In this paper, we have demonstrated a modeling workflow that combined finite element and biophysical neuron modeling. The model is highly flexible, as it can be modified in its complexity to fit different purposes, and it provides a way to validate the results against empirical findings. We also demonstrated how we parameterized the model to enable automation.

The two-step modeling method combines the advantages of using FEM and neuron computational suite to solve the neuron's cable equation in the presence of an extracellular stimulation. An FEM is useful in accurately computing the extracellular field across the volume conductor, which often is impractical to solve analytically in the case of complex geometry or inhomogeneity of conductivity. The computational cost of this model is also relatively low, as a static condition is assumed.

While the described modeling method is advantageous in its ease of use and flexibility, there are limitations to this modeling workflow. Firstly, this method did not allow the presence of a neural membrane in calculating the electric field. Joucla et al.²⁵ compared the two-step method to the whole FEM method, where the neural geometry and membrane properties were included in the FEM model. They showed that including the neuron in the electric field calculation would change the transmembrane potential calculation when a larger cell structure, such as a cell body, was included in the geometry. Specifically, the simplification of the neuron geometry in the two-step method means that the transmembrane potential of any point in a compartment is represented by the transmembrane potential at the node or the center point of the compartment. In contrast, the whole-FEM model proposed by Joucla included an explicit representation of the 3D geometry of the neuron, which enabled the individual evaluation of transmembrane potential on any point inside the compartment. Thus, the whole-FEM model might be more suitable if the exact shape and location of the transmembrane potential are needed. However, this method is computationally more expensive than the two-step method.

The second limitation of the modeling method concerns the availability of morphology and ion kinetics data.

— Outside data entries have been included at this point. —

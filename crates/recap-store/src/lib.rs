//! Storage port for recap.
//!
//! The fetch and summarize code never touches storage. Everything that has
//! to survive a run (last used credentials, recent searches) goes through a
//! [`KeyValueStore`] handed to the application layer:
//!
//! - [`MemoryStore`] for tests and one-shot runs
//! - [`FileStore`], a single JSON object on disk
//! - [`CredentialVault`] and [`SearchHistory`] layered on top of either

use std::collections::BTreeMap;
use std::collections::HashMap;
use std::fs;
use std::path::{Path, PathBuf};
use std::sync::Mutex;

use anyhow::{Context, Result};
use base64::engine::general_purpose::STANDARD;
use base64::Engine;
use tracing::{debug, warn};

pub mod history;

pub use history::{SearchHistory, MAX_SEARCHES};

/// Minimal string key/value storage.
pub trait KeyValueStore: Send + Sync {
    fn get(&self, key: &str) -> Result<Option<String>>;
    fn set(&self, key: &str, value: &str) -> Result<()>;
    fn remove(&self, key: &str) -> Result<()>;
}

/// In-memory store. Nothing is persisted.
#[derive(Debug, Default)]
pub struct MemoryStore {
    entries: Mutex<HashMap<String, String>>,
}

impl MemoryStore {
    pub fn new() -> Self {
        Self::default()
    }
}

impl KeyValueStore for MemoryStore {
    fn get(&self, key: &str) -> Result<Option<String>> {
        let entries = self.entries.lock().unwrap_or_else(|e| e.into_inner());
        Ok(entries.get(key).cloned())
    }

    fn set(&self, key: &str, value: &str) -> Result<()> {
        let mut entries = self.entries.lock().unwrap_or_else(|e| e.into_inner());
        entries.insert(key.to_string(), value.to_string());
        Ok(())
    }

    fn remove(&self, key: &str) -> Result<()> {
        let mut entries = self.entries.lock().unwrap_or_else(|e| e.into_inner());
        entries.remove(key);
        Ok(())
    }
}

/// Store backed by one JSON object file.
///
/// Every write rewrites the whole file through a temp file + rename, so a
/// crash mid-write leaves the previous contents intact.
#[derive(Debug)]
pub struct FileStore {
    path: PathBuf,
    write_lock: Mutex<()>,
}

impl FileStore {
    pub fn open(path: &Path) -> Result<Self> {
        if let Some(parent) = path.parent() {
            fs::create_dir_all(parent)
                .with_context(|| format!("failed to create store directory: {:?}", parent))?;
        }
        Ok(Self {
            path: path.to_path_buf(),
            write_lock: Mutex::new(()),
        })
    }

    pub fn path(&self) -> &Path {
        &self.path
    }

    fn read_all(&self) -> Result<BTreeMap<String, String>> {
        if !self.path.exists() {
            return Ok(BTreeMap::new());
        }
        let contents = fs::read_to_string(&self.path)
            .with_context(|| format!("failed to read store: {:?}", self.path))?;
        if contents.trim().is_empty() {
            return Ok(BTreeMap::new());
        }
        serde_json::from_str(&contents)
            .with_context(|| format!("failed to parse store: {:?}", self.path))
    }

    fn write_all(&self, entries: &BTreeMap<String, String>) -> Result<()> {
        let tmp = self.path.with_extension("json.tmp");
        let payload = serde_json::to_string_pretty(entries)?;
        fs::write(&tmp, payload).with_context(|| format!("failed to write store: {:?}", tmp))?;
        fs::rename(&tmp, &self.path)
            .with_context(|| format!("failed to replace store: {:?}", self.path))?;
        debug!("Wrote {} entries to {:?}", entries.len(), self.path);
        Ok(())
    }
}

impl KeyValueStore for FileStore {
    fn get(&self, key: &str) -> Result<Option<String>> {
        Ok(self.read_all()?.remove(key))
    }

    fn set(&self, key: &str, value: &str) -> Result<()> {
        let _guard = self.write_lock.lock().unwrap_or_else(|e| e.into_inner());
        let mut entries = self.read_all()?;
        entries.insert(key.to_string(), value.to_string());
        self.write_all(&entries)
    }

    fn remove(&self, key: &str) -> Result<()> {
        let _guard = self.write_lock.lock().unwrap_or_else(|e| e.into_inner());
        let mut entries = self.read_all()?;
        if entries.remove(key).is_some() {
            self.write_all(&entries)?;
        }
        Ok(())
    }
}

/// Which secret a vault entry holds.
#[derive(Debug, Clone, Copy, PartialEq, Eq, Hash)]
pub enum Secret {
    /// Token for the chat provider's REST API.
    ChatToken,
    /// Bearer token for the summarization endpoint.
    SummaryToken,
}

impl Secret {
    pub fn as_str(&self) -> &'static str {
        match self {
            Secret::ChatToken => "chat",
            Secret::SummaryToken => "summary",
        }
    }

    fn key(&self) -> String {
        format!("last_{}_token", self.as_str())
    }
}

/// Last-used credentials, as remembered between runs.
#[derive(Debug, Clone, Default, PartialEq, Eq)]
pub struct Credentials {
    pub channel_id: String,
    pub chat_token: String,
    pub summary_token: String,
}

/// Remembers the last channel and tokens the user ran with.
///
/// Tokens are base64-encoded at rest. That keeps them out of casual view in
/// the store file; it is not encryption.
pub struct CredentialVault<'a> {
    store: &'a dyn KeyValueStore,
}

impl<'a> CredentialVault<'a> {
    const CHANNEL_KEY: &'static str = "last_channel_id";

    pub fn new(store: &'a dyn KeyValueStore) -> Self {
        Self { store }
    }

    pub fn save(&self, credentials: &Credentials) -> Result<()> {
        debug!(
            "Saving credentials (channel: {}, chat token: {}, summary token: {})",
            if credentials.channel_id.is_empty() { "none" } else { "set" },
            if credentials.chat_token.is_empty() { "none" } else { "set" },
            if credentials.summary_token.is_empty() { "none" } else { "set" },
        );
        self.store.set(Self::CHANNEL_KEY, &credentials.channel_id)?;
        self.set_secret(Secret::ChatToken, &credentials.chat_token)?;
        self.set_secret(Secret::SummaryToken, &credentials.summary_token)?;
        Ok(())
    }

    pub fn load(&self) -> Result<Credentials> {
        Ok(Credentials {
            channel_id: self.store.get(Self::CHANNEL_KEY)?.unwrap_or_default(),
            chat_token: self.secret(Secret::ChatToken)?.unwrap_or_default(),
            summary_token: self.secret(Secret::SummaryToken)?.unwrap_or_default(),
        })
    }

    /// Read a single secret. Entries that fail to decode read as absent.
    pub fn secret(&self, secret: Secret) -> Result<Option<String>> {
        let Some(encoded) = self.store.get(&secret.key())? else {
            return Ok(None);
        };
        if encoded.is_empty() {
            return Ok(None);
        }
        match decode_token(&encoded) {
            Some(token) if !token.is_empty() => Ok(Some(token)),
            Some(_) => Ok(None),
            None => {
                warn!("Stored {} token could not be decoded; ignoring it", secret.as_str());
                Ok(None)
            }
        }
    }

    pub fn set_secret(&self, secret: Secret, token: &str) -> Result<()> {
        self.store.set(&secret.key(), &encode_token(token))
    }
}

fn encode_token(token: &str) -> String {
    if token.is_empty() {
        return String::new();
    }
    STANDARD.encode(token.as_bytes())
}

fn decode_token(encoded: &str) -> Option<String> {
    let bytes = STANDARD.decode(encoded.trim()).ok()?;
    String::from_utf8(bytes).ok()
}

The model used here was based on the tiger salamander data, which has been used to model RGCs from other species, but there might have been differences in the types of ion channels present that have not been elucidated. Hence, it might be necessary in some cases to perform in vitro works to adjust the ion channel parameters.

Thirdly, the cost of the FEM software might be a constraint. In this case, an open-source FEM programme²⁶ that has a built-in Poisson equations solver might be an alternative. Apart from the FEM software used, the software used in this workflow is free. While the FEM software used offers an intuitive GUI and a ready-to-use electric current modeling, it is possible to perform the extracellular value calculations in a general purpose programming software. However, this would necessitate manually defining the physical equations and the numerical methods to solve the equations²⁷. Moreover, this method might be tedious when a complex tissue or electrode array geometry is to be used.

Materials

Name	Company	Catalog Number	Comments
Computer workstation	N/A	N/A	Windows 64-bit operating system, at least 4GB of RAM, at least 3 GB of disk space
Anaconda Python	Anaconda Inc.	Version 3.9	The open source Individual Edition containing Python 3.9 and preinstalled packages to perform data manipulation, as well as Spyder Integrated Development Environment. It could be used to control the simulation, as well as to display and analyse the simulation data.
COMSOL Multiphysics	COMSOL	Version 5.6	The simulation suite to perform finite element modelling. The licence for the AC/DC module should be purchased. The Application Builder capability should be included in the licence to follow the automation tutorial.
NEURON	NEURON	Version 8.0	A freely-distributed software to perform the computation of neuronal cells and/or neural networks.